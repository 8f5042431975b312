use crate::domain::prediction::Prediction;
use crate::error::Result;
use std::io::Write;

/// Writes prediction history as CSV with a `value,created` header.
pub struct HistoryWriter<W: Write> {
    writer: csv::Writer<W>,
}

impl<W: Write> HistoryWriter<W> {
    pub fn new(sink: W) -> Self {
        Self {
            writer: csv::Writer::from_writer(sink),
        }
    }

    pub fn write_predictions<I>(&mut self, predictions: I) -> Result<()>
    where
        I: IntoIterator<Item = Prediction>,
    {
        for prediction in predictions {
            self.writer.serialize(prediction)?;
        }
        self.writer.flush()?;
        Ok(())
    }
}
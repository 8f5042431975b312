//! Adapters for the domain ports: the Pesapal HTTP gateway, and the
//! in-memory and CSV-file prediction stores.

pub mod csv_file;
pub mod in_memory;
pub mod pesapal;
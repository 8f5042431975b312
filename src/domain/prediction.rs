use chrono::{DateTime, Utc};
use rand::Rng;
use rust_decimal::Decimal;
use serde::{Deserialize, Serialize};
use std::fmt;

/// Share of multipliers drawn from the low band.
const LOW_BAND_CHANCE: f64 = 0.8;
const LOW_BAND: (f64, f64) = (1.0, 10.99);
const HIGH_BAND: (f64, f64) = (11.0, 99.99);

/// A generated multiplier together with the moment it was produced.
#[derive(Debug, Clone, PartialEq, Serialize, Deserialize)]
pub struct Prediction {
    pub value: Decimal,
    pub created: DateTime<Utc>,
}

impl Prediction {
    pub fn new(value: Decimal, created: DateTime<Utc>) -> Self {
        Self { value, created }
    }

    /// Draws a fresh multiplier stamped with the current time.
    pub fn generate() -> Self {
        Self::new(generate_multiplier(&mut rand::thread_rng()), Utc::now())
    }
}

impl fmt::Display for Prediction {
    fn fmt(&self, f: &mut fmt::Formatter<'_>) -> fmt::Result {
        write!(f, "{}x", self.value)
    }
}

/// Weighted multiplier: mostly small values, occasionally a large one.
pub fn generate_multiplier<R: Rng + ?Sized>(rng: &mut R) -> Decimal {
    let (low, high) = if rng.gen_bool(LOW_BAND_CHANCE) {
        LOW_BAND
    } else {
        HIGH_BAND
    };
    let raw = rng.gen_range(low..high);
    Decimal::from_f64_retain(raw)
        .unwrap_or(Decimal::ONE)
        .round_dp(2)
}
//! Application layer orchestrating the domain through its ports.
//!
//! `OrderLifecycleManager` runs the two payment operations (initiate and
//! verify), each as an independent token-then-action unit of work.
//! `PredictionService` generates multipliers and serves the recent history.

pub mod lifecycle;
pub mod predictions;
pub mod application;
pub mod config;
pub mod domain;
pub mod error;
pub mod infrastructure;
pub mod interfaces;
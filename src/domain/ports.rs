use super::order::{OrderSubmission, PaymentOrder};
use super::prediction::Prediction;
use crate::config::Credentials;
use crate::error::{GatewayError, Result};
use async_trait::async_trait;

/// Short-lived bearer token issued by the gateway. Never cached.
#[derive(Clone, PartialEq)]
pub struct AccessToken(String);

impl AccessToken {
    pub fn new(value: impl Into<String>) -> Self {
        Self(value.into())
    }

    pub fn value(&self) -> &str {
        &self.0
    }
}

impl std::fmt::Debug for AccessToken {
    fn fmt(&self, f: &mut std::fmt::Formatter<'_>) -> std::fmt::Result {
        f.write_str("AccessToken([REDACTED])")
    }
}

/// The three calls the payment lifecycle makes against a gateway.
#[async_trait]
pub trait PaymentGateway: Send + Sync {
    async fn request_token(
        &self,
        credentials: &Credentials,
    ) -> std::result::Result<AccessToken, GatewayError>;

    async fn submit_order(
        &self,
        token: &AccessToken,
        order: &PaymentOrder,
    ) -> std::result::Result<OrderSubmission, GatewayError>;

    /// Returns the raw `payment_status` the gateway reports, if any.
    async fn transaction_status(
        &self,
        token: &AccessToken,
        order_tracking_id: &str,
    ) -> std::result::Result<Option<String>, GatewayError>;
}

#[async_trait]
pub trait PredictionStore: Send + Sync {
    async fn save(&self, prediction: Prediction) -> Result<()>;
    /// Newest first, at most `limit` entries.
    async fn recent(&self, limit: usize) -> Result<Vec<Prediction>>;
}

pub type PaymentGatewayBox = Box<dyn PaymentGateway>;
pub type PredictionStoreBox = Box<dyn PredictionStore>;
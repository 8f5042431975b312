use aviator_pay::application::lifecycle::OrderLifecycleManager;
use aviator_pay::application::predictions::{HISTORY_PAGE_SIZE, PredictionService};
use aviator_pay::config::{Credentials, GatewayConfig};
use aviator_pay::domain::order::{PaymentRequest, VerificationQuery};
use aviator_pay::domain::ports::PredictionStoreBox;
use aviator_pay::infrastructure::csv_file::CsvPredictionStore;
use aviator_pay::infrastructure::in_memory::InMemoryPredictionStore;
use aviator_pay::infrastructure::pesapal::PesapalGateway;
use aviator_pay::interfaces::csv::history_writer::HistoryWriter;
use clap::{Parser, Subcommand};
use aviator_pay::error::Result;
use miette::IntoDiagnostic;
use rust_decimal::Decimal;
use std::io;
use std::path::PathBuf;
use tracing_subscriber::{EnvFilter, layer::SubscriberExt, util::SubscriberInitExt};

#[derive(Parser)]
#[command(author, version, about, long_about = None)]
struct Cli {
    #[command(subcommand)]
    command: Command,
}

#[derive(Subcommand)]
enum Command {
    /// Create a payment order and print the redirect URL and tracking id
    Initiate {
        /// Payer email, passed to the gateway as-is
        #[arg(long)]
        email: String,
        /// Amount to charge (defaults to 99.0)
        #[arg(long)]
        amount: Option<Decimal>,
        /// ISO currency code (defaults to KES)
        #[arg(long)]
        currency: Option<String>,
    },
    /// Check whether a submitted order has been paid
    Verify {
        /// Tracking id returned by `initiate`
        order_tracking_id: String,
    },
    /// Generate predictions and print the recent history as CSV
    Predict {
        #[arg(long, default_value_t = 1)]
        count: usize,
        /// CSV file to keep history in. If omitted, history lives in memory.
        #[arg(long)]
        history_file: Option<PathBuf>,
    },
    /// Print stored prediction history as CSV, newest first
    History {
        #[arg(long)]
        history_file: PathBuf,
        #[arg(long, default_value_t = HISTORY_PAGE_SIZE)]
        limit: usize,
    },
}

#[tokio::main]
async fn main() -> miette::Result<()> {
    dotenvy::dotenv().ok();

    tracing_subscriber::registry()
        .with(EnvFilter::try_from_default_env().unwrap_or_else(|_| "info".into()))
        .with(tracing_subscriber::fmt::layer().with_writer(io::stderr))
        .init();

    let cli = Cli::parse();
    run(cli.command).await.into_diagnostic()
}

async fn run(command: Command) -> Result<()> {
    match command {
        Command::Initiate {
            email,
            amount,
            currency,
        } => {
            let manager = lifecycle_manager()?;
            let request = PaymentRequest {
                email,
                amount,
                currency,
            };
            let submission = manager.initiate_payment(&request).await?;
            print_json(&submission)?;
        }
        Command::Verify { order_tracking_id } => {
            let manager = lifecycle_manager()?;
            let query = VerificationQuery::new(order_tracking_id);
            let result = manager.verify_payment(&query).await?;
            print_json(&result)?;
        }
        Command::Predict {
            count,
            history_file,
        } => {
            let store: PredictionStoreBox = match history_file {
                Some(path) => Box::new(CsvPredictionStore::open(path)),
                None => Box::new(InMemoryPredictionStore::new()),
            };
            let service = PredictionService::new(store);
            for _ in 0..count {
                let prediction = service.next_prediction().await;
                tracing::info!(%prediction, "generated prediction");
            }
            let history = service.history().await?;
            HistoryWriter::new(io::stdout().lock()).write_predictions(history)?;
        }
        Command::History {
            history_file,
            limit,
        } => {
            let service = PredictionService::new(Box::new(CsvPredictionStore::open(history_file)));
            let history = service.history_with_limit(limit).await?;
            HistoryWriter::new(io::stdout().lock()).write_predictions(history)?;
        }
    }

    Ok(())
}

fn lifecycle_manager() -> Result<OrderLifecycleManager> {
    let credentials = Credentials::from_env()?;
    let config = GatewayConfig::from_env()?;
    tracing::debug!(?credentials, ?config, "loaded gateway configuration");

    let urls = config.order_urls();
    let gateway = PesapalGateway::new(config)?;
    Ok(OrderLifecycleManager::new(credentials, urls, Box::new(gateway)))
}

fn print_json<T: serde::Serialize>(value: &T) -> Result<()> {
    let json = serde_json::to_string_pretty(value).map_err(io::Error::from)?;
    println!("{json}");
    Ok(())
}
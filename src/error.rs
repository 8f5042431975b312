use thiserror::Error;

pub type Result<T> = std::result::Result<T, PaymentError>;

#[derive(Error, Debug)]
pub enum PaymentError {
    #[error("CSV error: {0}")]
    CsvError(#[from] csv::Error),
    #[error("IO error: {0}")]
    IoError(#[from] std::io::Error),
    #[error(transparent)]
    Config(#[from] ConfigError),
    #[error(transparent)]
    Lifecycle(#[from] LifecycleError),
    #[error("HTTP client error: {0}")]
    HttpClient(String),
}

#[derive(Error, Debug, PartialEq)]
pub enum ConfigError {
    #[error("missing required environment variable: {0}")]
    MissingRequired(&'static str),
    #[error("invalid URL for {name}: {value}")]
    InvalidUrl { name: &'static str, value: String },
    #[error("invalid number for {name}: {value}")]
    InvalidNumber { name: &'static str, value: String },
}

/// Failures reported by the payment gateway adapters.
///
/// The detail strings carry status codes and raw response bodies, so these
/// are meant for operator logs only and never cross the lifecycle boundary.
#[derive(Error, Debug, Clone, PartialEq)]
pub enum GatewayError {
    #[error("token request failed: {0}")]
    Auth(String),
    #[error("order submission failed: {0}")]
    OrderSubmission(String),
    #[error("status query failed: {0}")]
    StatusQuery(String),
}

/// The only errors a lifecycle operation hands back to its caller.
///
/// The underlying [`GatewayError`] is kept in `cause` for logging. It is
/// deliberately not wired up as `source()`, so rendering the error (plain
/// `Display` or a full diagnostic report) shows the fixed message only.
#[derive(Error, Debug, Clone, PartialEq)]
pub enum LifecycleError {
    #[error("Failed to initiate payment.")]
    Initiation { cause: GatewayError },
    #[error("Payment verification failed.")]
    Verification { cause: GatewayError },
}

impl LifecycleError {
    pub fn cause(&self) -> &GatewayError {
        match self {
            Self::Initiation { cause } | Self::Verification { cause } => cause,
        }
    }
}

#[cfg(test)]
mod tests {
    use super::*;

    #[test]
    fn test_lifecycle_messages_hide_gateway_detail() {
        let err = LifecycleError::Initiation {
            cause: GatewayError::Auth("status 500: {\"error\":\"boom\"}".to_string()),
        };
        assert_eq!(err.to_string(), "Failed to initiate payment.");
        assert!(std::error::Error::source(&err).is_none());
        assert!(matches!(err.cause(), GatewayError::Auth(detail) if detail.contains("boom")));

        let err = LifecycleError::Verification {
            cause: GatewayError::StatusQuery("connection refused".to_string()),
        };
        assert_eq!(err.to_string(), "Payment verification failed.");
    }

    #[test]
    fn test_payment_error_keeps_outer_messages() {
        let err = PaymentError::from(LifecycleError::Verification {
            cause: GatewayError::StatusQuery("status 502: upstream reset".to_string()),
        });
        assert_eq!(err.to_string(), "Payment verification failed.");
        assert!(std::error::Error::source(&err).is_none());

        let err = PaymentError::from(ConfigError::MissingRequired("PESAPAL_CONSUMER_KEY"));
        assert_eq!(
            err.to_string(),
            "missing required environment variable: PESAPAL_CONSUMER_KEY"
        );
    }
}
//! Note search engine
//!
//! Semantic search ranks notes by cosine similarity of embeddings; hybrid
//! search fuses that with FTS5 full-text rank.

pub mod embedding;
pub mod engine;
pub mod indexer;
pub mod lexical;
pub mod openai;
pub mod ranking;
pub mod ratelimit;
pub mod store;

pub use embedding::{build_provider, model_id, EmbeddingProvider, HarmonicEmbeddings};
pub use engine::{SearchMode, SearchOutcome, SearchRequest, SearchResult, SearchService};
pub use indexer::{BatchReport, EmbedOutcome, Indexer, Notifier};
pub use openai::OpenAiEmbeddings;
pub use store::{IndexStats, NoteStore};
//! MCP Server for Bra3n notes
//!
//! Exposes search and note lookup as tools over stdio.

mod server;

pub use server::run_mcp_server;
********************
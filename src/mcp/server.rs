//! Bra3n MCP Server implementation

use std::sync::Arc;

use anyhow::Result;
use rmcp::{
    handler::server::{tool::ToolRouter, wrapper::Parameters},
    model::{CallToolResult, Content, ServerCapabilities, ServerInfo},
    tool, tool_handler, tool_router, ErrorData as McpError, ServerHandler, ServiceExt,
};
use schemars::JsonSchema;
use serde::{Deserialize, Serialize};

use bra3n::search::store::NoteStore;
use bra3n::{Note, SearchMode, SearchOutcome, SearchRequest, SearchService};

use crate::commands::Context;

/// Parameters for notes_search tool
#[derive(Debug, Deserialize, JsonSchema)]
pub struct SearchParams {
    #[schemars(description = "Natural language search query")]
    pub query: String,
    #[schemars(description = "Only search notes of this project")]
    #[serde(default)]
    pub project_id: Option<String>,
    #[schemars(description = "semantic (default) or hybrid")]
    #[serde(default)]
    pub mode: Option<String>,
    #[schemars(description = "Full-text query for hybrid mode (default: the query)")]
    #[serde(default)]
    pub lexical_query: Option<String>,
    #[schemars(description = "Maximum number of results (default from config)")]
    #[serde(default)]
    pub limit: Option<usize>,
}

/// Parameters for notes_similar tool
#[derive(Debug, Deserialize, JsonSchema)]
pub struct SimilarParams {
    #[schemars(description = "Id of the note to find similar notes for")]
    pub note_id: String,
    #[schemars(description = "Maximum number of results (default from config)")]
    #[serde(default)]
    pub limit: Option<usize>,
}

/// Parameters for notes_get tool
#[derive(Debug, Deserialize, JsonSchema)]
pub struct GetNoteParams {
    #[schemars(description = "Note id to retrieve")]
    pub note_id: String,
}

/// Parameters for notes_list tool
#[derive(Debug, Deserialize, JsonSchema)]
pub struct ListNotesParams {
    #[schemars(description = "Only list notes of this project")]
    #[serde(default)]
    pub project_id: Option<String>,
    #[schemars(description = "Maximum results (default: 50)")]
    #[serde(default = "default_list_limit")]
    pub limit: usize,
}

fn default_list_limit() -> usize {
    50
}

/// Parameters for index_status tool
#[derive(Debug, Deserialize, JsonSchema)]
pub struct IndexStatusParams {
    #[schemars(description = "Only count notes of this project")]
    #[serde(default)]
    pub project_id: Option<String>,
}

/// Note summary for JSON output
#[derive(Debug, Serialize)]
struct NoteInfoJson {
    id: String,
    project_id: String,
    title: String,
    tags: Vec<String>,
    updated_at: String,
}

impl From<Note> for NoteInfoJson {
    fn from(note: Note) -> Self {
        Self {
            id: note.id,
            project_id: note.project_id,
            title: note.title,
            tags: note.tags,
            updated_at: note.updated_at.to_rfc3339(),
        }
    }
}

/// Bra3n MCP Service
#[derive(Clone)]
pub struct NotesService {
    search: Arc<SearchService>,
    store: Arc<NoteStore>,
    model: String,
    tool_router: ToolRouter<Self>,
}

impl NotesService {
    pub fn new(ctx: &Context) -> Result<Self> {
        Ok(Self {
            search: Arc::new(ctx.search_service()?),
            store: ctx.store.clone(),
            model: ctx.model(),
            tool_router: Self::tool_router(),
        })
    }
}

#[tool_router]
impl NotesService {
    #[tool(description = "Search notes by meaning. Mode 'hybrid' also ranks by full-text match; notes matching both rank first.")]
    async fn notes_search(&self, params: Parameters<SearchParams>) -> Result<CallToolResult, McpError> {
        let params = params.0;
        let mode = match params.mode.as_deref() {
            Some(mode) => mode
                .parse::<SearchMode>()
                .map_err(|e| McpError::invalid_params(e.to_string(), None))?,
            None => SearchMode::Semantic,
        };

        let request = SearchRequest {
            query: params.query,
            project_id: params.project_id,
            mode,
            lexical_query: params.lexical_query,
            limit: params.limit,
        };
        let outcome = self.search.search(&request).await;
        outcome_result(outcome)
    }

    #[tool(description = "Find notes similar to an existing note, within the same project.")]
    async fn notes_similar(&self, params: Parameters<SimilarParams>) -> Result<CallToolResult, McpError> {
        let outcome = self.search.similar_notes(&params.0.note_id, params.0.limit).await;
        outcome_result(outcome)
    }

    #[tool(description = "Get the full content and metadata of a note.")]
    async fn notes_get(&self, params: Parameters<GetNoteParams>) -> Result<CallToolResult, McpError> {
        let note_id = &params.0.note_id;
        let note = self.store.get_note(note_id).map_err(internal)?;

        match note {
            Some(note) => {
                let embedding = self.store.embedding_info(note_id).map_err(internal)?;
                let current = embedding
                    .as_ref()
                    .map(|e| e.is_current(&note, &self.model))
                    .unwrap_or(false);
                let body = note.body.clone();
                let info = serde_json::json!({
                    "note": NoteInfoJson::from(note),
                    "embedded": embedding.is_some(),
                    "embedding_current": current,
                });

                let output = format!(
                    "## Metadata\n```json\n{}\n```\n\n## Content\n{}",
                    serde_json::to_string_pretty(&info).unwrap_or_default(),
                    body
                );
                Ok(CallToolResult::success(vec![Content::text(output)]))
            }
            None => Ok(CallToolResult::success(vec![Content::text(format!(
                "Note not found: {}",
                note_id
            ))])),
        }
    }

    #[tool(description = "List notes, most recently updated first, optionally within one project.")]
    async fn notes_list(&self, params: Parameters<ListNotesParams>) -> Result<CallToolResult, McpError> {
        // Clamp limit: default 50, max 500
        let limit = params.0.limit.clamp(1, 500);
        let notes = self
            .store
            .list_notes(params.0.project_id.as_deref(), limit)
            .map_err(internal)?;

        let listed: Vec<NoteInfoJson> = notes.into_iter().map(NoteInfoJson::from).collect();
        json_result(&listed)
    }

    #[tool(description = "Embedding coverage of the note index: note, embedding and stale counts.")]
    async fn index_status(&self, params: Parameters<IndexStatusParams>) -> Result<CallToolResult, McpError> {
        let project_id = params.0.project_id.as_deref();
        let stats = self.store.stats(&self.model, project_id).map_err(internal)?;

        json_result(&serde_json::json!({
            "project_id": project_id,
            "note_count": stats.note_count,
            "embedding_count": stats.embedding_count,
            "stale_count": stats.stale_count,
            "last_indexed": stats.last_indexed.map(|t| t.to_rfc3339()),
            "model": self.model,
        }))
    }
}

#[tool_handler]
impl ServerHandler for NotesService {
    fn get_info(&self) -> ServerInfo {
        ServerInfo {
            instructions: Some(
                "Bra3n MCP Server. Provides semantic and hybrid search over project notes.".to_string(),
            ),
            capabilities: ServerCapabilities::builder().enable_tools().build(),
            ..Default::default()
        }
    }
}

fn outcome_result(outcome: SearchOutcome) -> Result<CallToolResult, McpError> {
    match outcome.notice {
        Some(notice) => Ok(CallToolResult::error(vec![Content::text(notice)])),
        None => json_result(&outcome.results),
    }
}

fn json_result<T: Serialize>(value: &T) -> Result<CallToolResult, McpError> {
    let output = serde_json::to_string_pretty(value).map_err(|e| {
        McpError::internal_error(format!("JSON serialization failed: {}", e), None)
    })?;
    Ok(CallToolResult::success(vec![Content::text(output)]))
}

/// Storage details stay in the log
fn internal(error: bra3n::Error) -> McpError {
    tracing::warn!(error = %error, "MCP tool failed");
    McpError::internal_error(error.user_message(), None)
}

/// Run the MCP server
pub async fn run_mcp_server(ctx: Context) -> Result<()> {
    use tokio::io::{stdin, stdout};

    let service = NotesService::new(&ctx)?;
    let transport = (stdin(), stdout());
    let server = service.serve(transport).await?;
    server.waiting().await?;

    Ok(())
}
********************
▶ [Problem description] In the listing above, find the line holding "let output = serde_json::to_string_pretty(value).map_err(|e|" and the line holding "let service = NotesService::new(&ctx)?;", then output those two lines and every line between them exactly.

▶ [Solution to this task]
    let output = serde_json::to_string_pretty(value).map_err(|e| {
        McpError::internal_error(format!("JSON serialization failed: {}", e), None)
    })?;
    Ok(CallToolResult::success(vec![Content::text(output)]))
}

/// Storage details stay in the log
fn internal(error: bra3n::Error) -> McpError {
    tracing::warn!(error = %error, "MCP tool failed");
    McpError::internal_error(error.user_message(), None)
}

/// Run the MCP server
pub async fn run_mcp_server(ctx: Context) -> Result<()> {
    use tokio::io::{stdin, stdout};

    let service = NotesService::new(&ctx)?;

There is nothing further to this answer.